Exercise:
Copy, from the data below, every line that has "description" in it.

Provided records:
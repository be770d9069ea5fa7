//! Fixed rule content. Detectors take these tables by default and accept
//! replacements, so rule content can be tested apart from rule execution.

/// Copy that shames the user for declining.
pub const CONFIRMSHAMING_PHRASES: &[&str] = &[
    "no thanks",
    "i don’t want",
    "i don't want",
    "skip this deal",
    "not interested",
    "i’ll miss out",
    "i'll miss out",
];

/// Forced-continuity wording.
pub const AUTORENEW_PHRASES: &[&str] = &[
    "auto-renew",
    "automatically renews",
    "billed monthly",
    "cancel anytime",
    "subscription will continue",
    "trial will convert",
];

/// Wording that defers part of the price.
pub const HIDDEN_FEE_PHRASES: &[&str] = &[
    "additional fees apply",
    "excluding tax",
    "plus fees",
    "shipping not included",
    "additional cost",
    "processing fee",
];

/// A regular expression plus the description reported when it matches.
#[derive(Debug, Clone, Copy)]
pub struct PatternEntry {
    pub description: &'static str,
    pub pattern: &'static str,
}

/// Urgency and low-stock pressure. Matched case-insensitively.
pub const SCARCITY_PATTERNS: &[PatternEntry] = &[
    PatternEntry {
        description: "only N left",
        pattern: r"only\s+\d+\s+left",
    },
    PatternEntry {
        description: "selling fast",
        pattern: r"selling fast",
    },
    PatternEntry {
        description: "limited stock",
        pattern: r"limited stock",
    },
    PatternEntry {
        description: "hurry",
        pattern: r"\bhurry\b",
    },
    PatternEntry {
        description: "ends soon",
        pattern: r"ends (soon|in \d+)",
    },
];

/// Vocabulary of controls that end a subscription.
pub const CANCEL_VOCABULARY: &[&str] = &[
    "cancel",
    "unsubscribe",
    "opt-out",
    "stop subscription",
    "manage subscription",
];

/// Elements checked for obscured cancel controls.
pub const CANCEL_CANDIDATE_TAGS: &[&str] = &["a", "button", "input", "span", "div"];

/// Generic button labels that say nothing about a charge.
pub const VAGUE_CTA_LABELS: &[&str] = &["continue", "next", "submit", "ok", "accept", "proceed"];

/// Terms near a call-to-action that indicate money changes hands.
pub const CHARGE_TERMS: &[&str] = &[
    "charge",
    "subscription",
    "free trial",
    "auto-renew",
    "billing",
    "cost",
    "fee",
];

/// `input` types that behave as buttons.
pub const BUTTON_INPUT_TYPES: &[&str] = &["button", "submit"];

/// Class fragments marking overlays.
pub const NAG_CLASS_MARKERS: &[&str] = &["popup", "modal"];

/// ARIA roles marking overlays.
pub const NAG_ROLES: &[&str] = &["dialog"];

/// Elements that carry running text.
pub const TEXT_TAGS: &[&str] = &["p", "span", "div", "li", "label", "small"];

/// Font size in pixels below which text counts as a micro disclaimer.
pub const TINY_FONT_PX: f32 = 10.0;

Reply:
/// A regular expression plus the description reported when it matches.
    pub description: &'static str,
        description: "only N left",
        description: "selling fast",
        description: "limited stock",
        description: "hurry",
        description: "ends soon",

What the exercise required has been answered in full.